The final volume of the greatest lyrical poet since Shelley contains three books, each published at an interval of ten years: the Midsummer Holiday of 1884, the Astrophel of 1894, and the Channel Passage of 1904. Choice among them is as difficult as it is unnecessary. They are alike in their ecstatic singing of the sea, of great poets and great men, of England and liberty, and of children. One contains the finest poems about the sea from on shore, another the finest poem about the sea from at sea, and the other the finest poem about the earth from the heart of the woods. Even in Swinburne's work the series of nine ballades in long lines which bears the name of A Midsummer Holiday stands out as a masterpiece of its kind, and of a unique kind. A form of French verse, which up to then had been used, since the time when Villon used it as no man has used it before or since, and almost exclusively in iambic measures, is suddenly transported from the hothouse into the open air, is stretched and moulded beyond all known limits, and becomes, it may almost be said, a new lyric form. After A Midsummer Holiday no one can contend any longer that the ballade is a structure necessarily any more artificial than the sonnet. But then in the hands of Swinburne an acrostic would cease to be artificial.

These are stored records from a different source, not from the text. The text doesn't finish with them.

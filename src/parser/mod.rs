pub mod export_line;
pub mod xml;

pub use export_line::{ExportParser, LineError};
pub use xml::{element_name, escape_text, inner_span, parse_xml_attributes, top_level_elements, unescape_text};
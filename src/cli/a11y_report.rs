//! `a11y-report`: categorized CSV reports from the accessibility export

use crate::models::ReportConfig;
use crate::parser::ExportParser;
use crate::report::{write_report, Categorizer, Report};
use crate::Result;
use anyhow::Context;
use colored::Colorize;
use std::path::PathBuf;
use tracing::info;

pub fn run(
    input: Option<PathBuf>,
    output_dir: Option<PathBuf>,
    json: bool,
    config: &ReportConfig,
) -> Result<()> {
    let input = input.unwrap_or_else(|| config.input.clone());
    let output_dir = output_dir.unwrap_or_else(|| config.output_dir.clone());

    if !input.exists() {
        anyhow::bail!("Input file not found: {}", input.display());
    }

    let content = std::fs::read_to_string(&input)
        .with_context(|| format!("Failed to read {}", input.display()))?;

    let parser = ExportParser::new()?;
    let items = parser.parse_export(&content);
    info!(items = items.len(), "Parsed {}", input.display());

    let categorizer = Categorizer::new(config.categories.clone());
    let report = Report::build(&items, &categorizer);
    let written = write_report(&report, &output_dir, &config.url_template)?;

    if json {
        println!("{}", serde_json::to_string_pretty(&report.pivot())?);
        return Ok(());
    }

    println!(
        "{}",
        format!(
            "📊 {} of {} items categorized",
            report.item_count(),
            items.len()
        )
        .cyan()
    );
    for category in categorizer.category_names() {
        let count = report
            .groups()
            .find(|(name, _)| *name == category)
            .map_or(0, |(_, group)| group.len());
        println!("   {}: {}", category, count);
    }
    if report.is_empty() {
        println!("{}", "⚠️  No items matched a category".yellow());
    }

    println!(
        "{}",
        format!("✅ Reports written to {}", output_dir.display()).green()
    );
    println!("   {}", written.master.display());
    println!("   {}", written.pivot.display());

    Ok(())
}
//! Normalize PRD section headers and add the customer-research boilerplate.
//!
//! Every step checks the document before changing it, so a second run over
//! the same file is a no-op.

use crate::docx::{BodyElement, Document, Paragraph};

pub const SECTION_HEADERS: [&str; 6] = [
    "1. Customer Problem",
    "2. Customer Research",
    "3. Our Solution",
    "4. Product Metrics",
    "Appendix: Additional Links",
    "Appendix: Quick prototype",
];

pub const RESEARCH_HEADER: &str = "2. Customer Research";

pub const ENTERPRISE_SENTENCE: &str = "This capability was requested as feedback from an enterprise-level accounting firm, reflecting needs observed in large multi-entity audit workflows.";

pub const COMPETITIVE_SENTENCE: &str = "We are also building this to achieve competitive parity with Wolters Kluwer ProSystem fx Engagement, which offers similar functionality.";

/// How many elements after the research header are searched for an
/// existing sentence
pub const SENTENCE_LOOKAHEAD: usize = 6;

/// Space before and after a section header, in twentieths of a point (6pt)
pub const HEADER_SPACING: u32 = 120;

#[derive(Debug, Clone, Copy, Default, PartialEq, Eq)]
pub struct AugmentStats {
    pub headers: usize,
    pub blanks_inserted: usize,
    pub blanks_removed: usize,
    pub sentences_inserted: usize,
}

/// Division and consolidation PRDs also get the competitive-parity sentence
pub fn wants_competitive_sentence(file_name: &str) -> bool {
    let lower = file_name.to_lowercase();
    lower.contains("division") || lower.contains("consolidation")
}

fn is_section_header(element: &BodyElement) -> bool {
    element.as_paragraph().is_some() && {
        let text = element.paragraph_text();
        SECTION_HEADERS.iter().any(|header| text.starts_with(header))
    }
}

fn is_spacer(element: Option<&BodyElement>) -> bool {
    matches!(element, Some(BodyElement::Paragraph(p)) if p.is_blank() && !p.has_image())
}

/// Insert the research sentences under the first research header
fn add_research_sentences(document: &mut Document, include_competitive: bool, stats: &mut AugmentStats) {
    let Some(header) = (0..document.content_end()).find(|&i| {
        document
            .get(i)
            .is_some_and(|e| e.as_paragraph().is_some() && e.paragraph_text().starts_with(RESEARCH_HEADER))
    }) else {
        return;
    };

    let mut sentences = vec![ENTERPRISE_SENTENCE];
    if include_competitive {
        sentences.push(COMPETITIVE_SENTENCE);
    }

    let mut cursor = if is_spacer(document.get(header + 1)) {
        header + 2
    } else {
        header + 1
    };

    for sentence in sentences {
        let window_end = (header + 1 + SENTENCE_LOOKAHEAD).min(document.content_end());
        let existing = (header + 1..window_end).find(|&i| {
            document
                .get(i)
                .and_then(BodyElement::as_paragraph)
                .is_some_and(|p| p.text().contains(sentence))
        });

        match existing {
            Some(index) => cursor = cursor.max(index + 1),
            None => {
                let at = cursor.min(document.content_end());
                document.insert_paragraph(at, Paragraph::with_text(sentence));
                stats.sentences_inserted += 1;
                cursor = at + 1;
            }
        }
    }
}

/// Bold each section header, give it 6pt spacing and leave exactly one
/// blank paragraph on either side of it
fn style_headers(document: &mut Document, stats: &mut AugmentStats) {
    let mut i = 0;
    while i < document.content_end() {
        if !document.get(i).is_some_and(is_section_header) {
            i += 1;
            continue;
        }
        stats.headers += 1;

        if let Some(paragraph) = document.paragraph_mut(i) {
            paragraph.set_bold();
            paragraph.set_spacing(HEADER_SPACING, HEADER_SPACING);
        }

        // before
        while i >= 2 && is_spacer(document.get(i - 1)) && is_spacer(document.get(i - 2)) {
            document.remove(i - 2);
            stats.blanks_removed += 1;
            i -= 1;
        }
        if i == 0 || !is_spacer(document.get(i - 1)) {
            document.insert_paragraph(i, Paragraph::blank());
            stats.blanks_inserted += 1;
            i += 1;
        }

        // after
        while is_spacer(document.get(i + 1)) && is_spacer(document.get(i + 2)) {
            document.remove(i + 2);
            stats.blanks_removed += 1;
        }
        if !is_spacer(document.get(i + 1)) {
            document.insert_paragraph(i + 1, Paragraph::blank());
            stats.blanks_inserted += 1;
        }

        i += 2;
    }
}

/// Apply all PRD updates to a parsed document
pub fn augment_document(document: &mut Document, include_competitive: bool) -> AugmentStats {
    let mut stats = AugmentStats::default();
    add_research_sentences(document, include_competitive, &mut stats);
    style_headers(document, &mut stats);
    stats
}

#[cfg(test)]
mod tests {
    use super::*;

    fn document(paragraphs: &[&str]) -> Document {
        let body: String = paragraphs
            .iter()
            .map(|text| {
                if text.is_empty() {
                    Paragraph::blank().xml().to_string()
                } else {
                    Paragraph::with_text(text).xml().to_string()
                }
            })
            .collect();
        Document::parse(&format!(
            "<w:document><w:body>{}<w:sectPr/></w:body></w:document>",
            body
        ))
        .unwrap()
    }

    #[test]
    fn test_competitive_sentence_by_file_name() {
        assert!(wants_competitive_sentence("4233645 - Division sets.docx"));
        assert!(wants_competitive_sentence("CONSOLIDATION import.docx"));
        assert!(!wants_competitive_sentence("4205843 - Notes dialog.docx"));
    }

    #[test]
    fn test_headers_get_blanks_and_bold() {
        let mut doc = document(&["Title", "1. Customer Problem", "Text", "3. Our Solution"]);
        augment_document(&mut doc, false);

        assert_eq!(
            doc.paragraph_texts(),
            vec!["Title", "", "1. Customer Problem", "", "Text", "", "3. Our Solution", ""]
        );
        assert!(doc.get(2).unwrap().as_paragraph().unwrap().is_bold());
        assert!(doc.get(6).unwrap().as_paragraph().unwrap().is_bold());
        assert!(!doc.get(0).unwrap().as_paragraph().unwrap().is_bold());
        assert!(doc.get(2).unwrap().xml().contains(r#"<w:spacing w:before="120" w:after="120"/>"#));
        assert!(!doc.get(4).unwrap().xml().contains("<w:spacing"));
        assert!(matches!(doc.get(8), Some(BodyElement::SectionProperties(_))));
    }

    #[test]
    fn test_header_at_start_gets_leading_blank() {
        let mut doc = document(&["4. Product Metrics", "", "x"]);
        let stats = augment_document(&mut doc, false);

        assert_eq!(doc.paragraph_texts(), vec!["", "4. Product Metrics", "", "x"]);
        assert_eq!(stats.blanks_inserted, 1);
    }

    #[test]
    fn test_extra_blanks_collapse_to_one() {
        let mut doc = document(&["a", "", "", "", "3. Our Solution", "", "", "b"]);
        augment_document(&mut doc, false);
        assert_eq!(doc.paragraph_texts(), vec!["a", "", "3. Our Solution", "", "b"]);
    }

    #[test]
    fn test_research_sentences_inserted_after_blank() {
        let mut doc = document(&["2. Customer Research", "Interviews", "3. Our Solution"]);
        let stats = augment_document(&mut doc, true);

        assert_eq!(stats.sentences_inserted, 2);
        assert_eq!(
            doc.paragraph_texts(),
            vec![
                "",
                "2. Customer Research",
                "",
                ENTERPRISE_SENTENCE,
                COMPETITIVE_SENTENCE,
                "Interviews",
                "",
                "3. Our Solution",
                "",
            ]
        );
    }

    #[test]
    fn test_only_enterprise_sentence_without_keyword() {
        let mut doc = document(&["", "2. Customer Research", "", "Interviews"]);
        augment_document(&mut doc, false);

        let texts = doc.paragraph_texts();
        assert_eq!(texts[3], ENTERPRISE_SENTENCE);
        assert!(!texts.iter().any(|t| t == COMPETITIVE_SENTENCE));
    }

    #[test]
    fn test_second_run_changes_nothing() {
        let mut doc = document(&[
            "Overview",
            "1. Customer Problem",
            "Problem",
            "2. Customer Research",
            "3. Our Solution",
            "Appendix: Additional Links",
        ]);
        augment_document(&mut doc, true);
        let once = doc.to_xml();
        assert_eq!(once.matches(r#"<w:spacing w:before="120" w:after="120"/>"#).count(), 4);

        let stats = augment_document(&mut doc, true);
        assert_eq!(stats.sentences_inserted, 0);
        assert_eq!(stats.blanks_inserted, 0);
        assert_eq!(stats.blanks_removed, 0);
        assert_eq!(doc.to_xml(), once);
    }

    #[test]
    fn test_header_spacing_replaces_existing() {
        let xml = r#"<w:document><w:body><w:p><w:pPr><w:spacing w:after="0"/></w:pPr><w:r><w:t>3. Our Solution</w:t></w:r></w:p><w:sectPr/></w:body></w:document>"#;
        let mut doc = Document::parse(xml).unwrap();
        augment_document(&mut doc, false);

        let header = doc.get(1).unwrap().xml().to_string();
        assert!(header.contains(r#"<w:pPr><w:spacing w:before="120" w:after="120"/></w:pPr>"#));
        assert_eq!(header.matches("<w:spacing").count(), 1);
    }

    #[test]
    fn test_existing_competitive_sentence_is_not_duplicated() {
        let mut doc = document(&["2. Customer Research", "", COMPETITIVE_SENTENCE]);
        augment_document(&mut doc, true);

        let texts = doc.paragraph_texts();
        assert_eq!(texts.iter().filter(|t| *t == COMPETITIVE_SENTENCE).count(), 1);
        assert_eq!(texts.iter().filter(|t| *t == ENTERPRISE_SENTENCE).count(), 1);
    }
}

In this last volume the technique which is seen apparently perfected in the Poems and Ballads of 1866 has reached a point from which that relative perfection looks easy and almost accidental. Something is lost, no doubt, and much has changed. But to compare the metrical qualities of Dolores or even of The Triumph of Time with the metrical qualities of On the Verge is almost like comparing the art of Thomas Moore with the art of Coleridge. In Swinburne's development as a poet the metrical development is significant of every change through which the poet has passed. Subtlety and nobility, the appeal of ever homelier and loftier things, are seen more and more clearly in his work, as the metrical qualities of it become purified and intensified, with always more of subtlety and distinction, an energy at last tamed to the needs and paces of every kind of beauty.